B. Schutz’s Sociological Phenomenology
Husserl’s transcendental phenomenology was a major influence on the work of sociologist Alfred Schutz. In his Phenomenology of the Social World (1932/1967), Schutz integrated Husserl’s phenomenology with Max Weber’s sociology, in particular with Weber’s concepts of interpretive understanding and ideal-type construction, which are generalized types of behavior. Schutz saw that in their day-to-day mundane existence in the social world, humans experience both an objective and subjective existence. Humans both take this world for granted as a reality yet also see it as shared with others intersubjectively, while also interpreting it differently, depending on their past experience. Because human action is purposive, based on human interpretation and shaped as a project by past biography and social position, a socially constructed shared experience by people having different experiences produces multiple views of social reality, which leads to a position of moral relativity.
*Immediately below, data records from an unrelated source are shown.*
use serde::{Deserialize, Serialize};
use std::fs;
use std::path::PathBuf;

#[derive(Debug, Clone, Serialize, Deserialize)]
pub struct LogSettings {
    #[serde(default = "default_level")]
    pub level: String, // "trace", "debug", "info", "warn", "error"
    #[serde(default = "default_true")]
    pub console_logging_enabled: bool,
    #[serde(default = "default_false")]
    pub file_logging_enabled: bool,
    #[serde(default = "default_log_dir")]
    pub log_dir: String,
    #[serde(default = "default_prefix")]
    pub file_name_prefix: String,
    #[serde(default = "default_true")]
    pub show_target: bool,
    #[serde(default = "default_true")]
    pub ansi_colors: bool,
}

impl Default for LogSettings {
    fn default() -> Self {
        Self {
            level: default_level(),
            console_logging_enabled: default_true(),
            file_logging_enabled: default_false(),
            log_dir: default_log_dir(),
            file_name_prefix: default_prefix(),
            show_target: default_true(),
            ansi_colors: default_true(),
        }
    }
}

fn default_level() -> String {
    "info".to_string()
}
fn default_true() -> bool {
    true
}
fn default_false() -> bool {
    false
}
fn default_log_dir() -> String {
    "logs".to_string()
}
fn default_prefix() -> String {
    "ble_gui_client".to_string()
}

/// What to do when a freshly generated request id is already pending.
/// The reference behavior is `Replace`; `Reject` fails the operation
/// instead of silently overwriting pending-set membership.
#[derive(Debug, Clone, Copy, Default, PartialEq, Eq, Serialize, Deserialize)]
#[serde(rename_all = "lowercase")]
pub enum CollisionPolicy {
    #[default]
    Replace,
    Reject,
}

#[derive(Debug, Clone, Serialize, Deserialize)]
pub struct Settings {
    // Advanced BLE Settings
    #[serde(default = "default_service_uuid")]
    pub ble_service_uuid: String,
    #[serde(default = "default_gui_char_uuid")]
    pub ble_gui_char_uuid: String,

    // Protocol Settings
    #[serde(default = "default_max_send_retries")]
    pub max_send_retries: u32,
    #[serde(default)]
    pub request_id_collision: CollisionPolicy,

    // Logging Settings
    #[serde(default)]
    pub log_settings: LogSettings,
}

impl Default for Settings {
    fn default() -> Self {
        Self {
            ble_service_uuid: default_service_uuid(),
            ble_gui_char_uuid: default_gui_char_uuid(),
            max_send_retries: default_max_send_retries(),
            request_id_collision: CollisionPolicy::default(),
            log_settings: LogSettings::default(),
        }
    }
}

fn default_service_uuid() -> String {
    "a6a2fc07-815c-4262-97a9-1cef5181a1e4".to_string()
}
fn default_gui_char_uuid() -> String {
    "013201e4-0873-4377-8bff-9a2389af3884".to_string()
}
fn default_max_send_retries() -> u32 {
    10
}

pub struct SettingsService {
    settings: Settings,
    settings_path: PathBuf,
}

impl SettingsService {
    pub fn new() -> anyhow::Result<Self> {
        let settings_path = Self::get_settings_path()?;
        let settings = Self::load_from_file(&settings_path).unwrap_or_default();

        Ok(Self {
            settings,
            settings_path,
        })
    }

    fn get_settings_path() -> anyhow::Result<PathBuf> {
        let mut path = dirs::config_dir()
            .ok_or_else(|| anyhow::anyhow!("Could not determine config directory"))?;
        path.push("BleGuiClient");
        fs::create_dir_all(&path)?;
        path.push("settings.json");
        Ok(path)
    }

    fn load_from_file(path: &PathBuf) -> anyhow::Result<Settings> {
        let contents = fs::read_to_string(path)?;
        let settings = serde_json::from_str(&contents)?;
        Ok(settings)
    }

    pub fn save(&self) -> anyhow::Result<()> {
        let json = serde_json::to_string_pretty(&self.settings)?;
        fs::write(&self.settings_path, json)?;
        Ok(())
    }

    pub fn get(&self) -> &Settings {
        &self.settings
    }

    pub fn get_mut(&mut self) -> &mut Settings {
        &mut self.settings
    }
}

#[cfg(test)]
mod tests {
    use super::*;

    #[test]
    fn defaults_survive_json_round_trip() {
        let settings = Settings::default();
        let json = serde_json::to_string(&settings).unwrap();
        let parsed: Settings = serde_json::from_str(&json).unwrap();
        assert_eq!(parsed.max_send_retries, 10);
        assert_eq!(parsed.request_id_collision, CollisionPolicy::Replace);
        assert_eq!(parsed.ble_gui_char_uuid, settings.ble_gui_char_uuid);
    }

    #[test]
    fn missing_fields_fall_back_to_defaults() {
        let parsed: Settings = serde_json::from_str(r#"{"max_send_retries": 3}"#).unwrap();
        assert_eq!(parsed.max_send_retries, 3);
        assert_eq!(parsed.ble_service_uuid, default_service_uuid());
        assert!(parsed.log_settings.console_logging_enabled);
    }

    #[test]
    fn collision_policy_wire_names() {
        let parsed: CollisionPolicy = serde_json::from_str(r#""reject""#).unwrap();
        assert_eq!(parsed, CollisionPolicy::Reject);
    }
}
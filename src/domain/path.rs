//! Control Paths
//!
//! A path is the ordered, root-first sequence of node names addressing one
//! control in the tree. On the wire it travels as the names joined with a
//! comma, so names themselves must not contain one.

/// Separator used for the wire encoding of a path.
pub const PATH_SEPARATOR: char = ',';

/// Address of one node in the control tree. Always non-empty.
#[derive(Debug, Clone, PartialEq, Eq, Hash)]
pub struct ControlPath(Vec<String>);

impl ControlPath {
    /// Build a path from name segments. Returns `None` for an empty sequence.
    pub fn new<I, S>(segments: I) -> Option<Self>
    where
        I: IntoIterator<Item = S>,
        S: Into<String>,
    {
        let segments: Vec<String> = segments.into_iter().map(Into::into).collect();
        if segments.is_empty() {
            None
        } else {
            Some(Self(segments))
        }
    }

    /// Parse the wire form. Splitting always yields at least one segment,
    /// so this cannot fail.
    pub fn from_wire(joined: &str) -> Self {
        Self(joined.split(PATH_SEPARATOR).map(str::to_string).collect())
    }

    pub fn to_wire(&self) -> String {
        self.0.join(&PATH_SEPARATOR.to_string())
    }

    pub fn segments(&self) -> &[String] {
        &self.0
    }

    /// The same path with `name` prepended as the new first segment.
    pub fn prefixed(&self, name: &str) -> Self {
        let mut segments = Vec::with_capacity(self.0.len() + 1);
        segments.push(name.to_string());
        segments.extend(self.0.iter().cloned());
        Self(segments)
    }

    /// The path without its first segment, or `None` if only one remains.
    pub fn without_first(&self) -> Option<Self> {
        if self.0.len() < 2 {
            None
        } else {
            Some(Self(self.0[1..].to_vec()))
        }
    }
}

impl std::fmt::Display for ControlPath {
    fn fmt(&self, f: &mut std::fmt::Formatter<'_>) -> std::fmt::Result {
        f.write_str(&self.to_wire())
    }
}

#[cfg(test)]
mod tests {
    use super::*;

    #[test]
    fn wire_round_trip() {
        let path = ControlPath::new(["Engines", "Warp", "Brightness"]).unwrap();
        assert_eq!(path.to_wire(), "Engines,Warp,Brightness");
        assert_eq!(ControlPath::from_wire(&path.to_wire()), path);
    }

    #[test]
    fn single_segment() {
        let path = ControlPath::from_wire("Power");
        assert_eq!(path.segments(), ["Power"]);
        assert!(path.without_first().is_none());
    }

    #[test]
    fn empty_sequence_rejected() {
        assert!(ControlPath::new(Vec::<String>::new()).is_none());
    }

    #[test]
    fn prefix_and_strip() {
        let wire = ControlPath::from_wire("Lights,Warp");
        let full = wire.prefixed("Enterprise");
        assert_eq!(full.segments(), ["Enterprise", "Lights", "Warp"]);
        assert_eq!(full.without_first().unwrap(), wire);
    }
}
C. Berger and Luckmann’s Social Construction of Reality
In the 1960s, during a time when Western industrial societies were undergoing significant social and political change and when protest against establishment institutions was rampant, from anti–Vietnam war protests to civil rights and women’s movement protests, a social climate emerged that resonated with the intellectual view that social structures and their institutions need not be what they had always been and that they could be changed. Peter Berger and Thomas Luckmann’s (1966) classic book, The Social Construction of Reality, captured the historical moment of liberation from our self-made social order by building on the insights of Schutz. In this work, they showed that although society and its institutions appear to be real, having an independent and object-like existence, its reality is the outcome of a series of social processes through which humans interactively create institutionalized social phenomena but in the process lose sight of the fact that they created those phenomena. The resultant reification leaves the created social world appearing through types and patterns of behavior as an object-like entity, acting outside and independent of the humans who created it. Berger and Luckmann said that reification involves three interrelated processes: (1) externalization, (2) objectification, and (3) internalization. Externalization occurs through communication whereby people create categories that define and classify the events that they experience, eventually becoming patterns that are institutionalized, formalized, and codified to stand objectified apart from those who created them, who then develop “recipe knowledge” about them and how to relate to them. The process of objectification and explaining the existence of these object-like social entities serves to further legitimate their independent existence. The process of internalization occurs when knowledge about these social institutions and structures is communicated back to members of society, who embody it as part of their knowledge of social reality. Not only do humans lose sight of their role in the creation of social reality but, importantly, they also lose sight of their ability to change the world.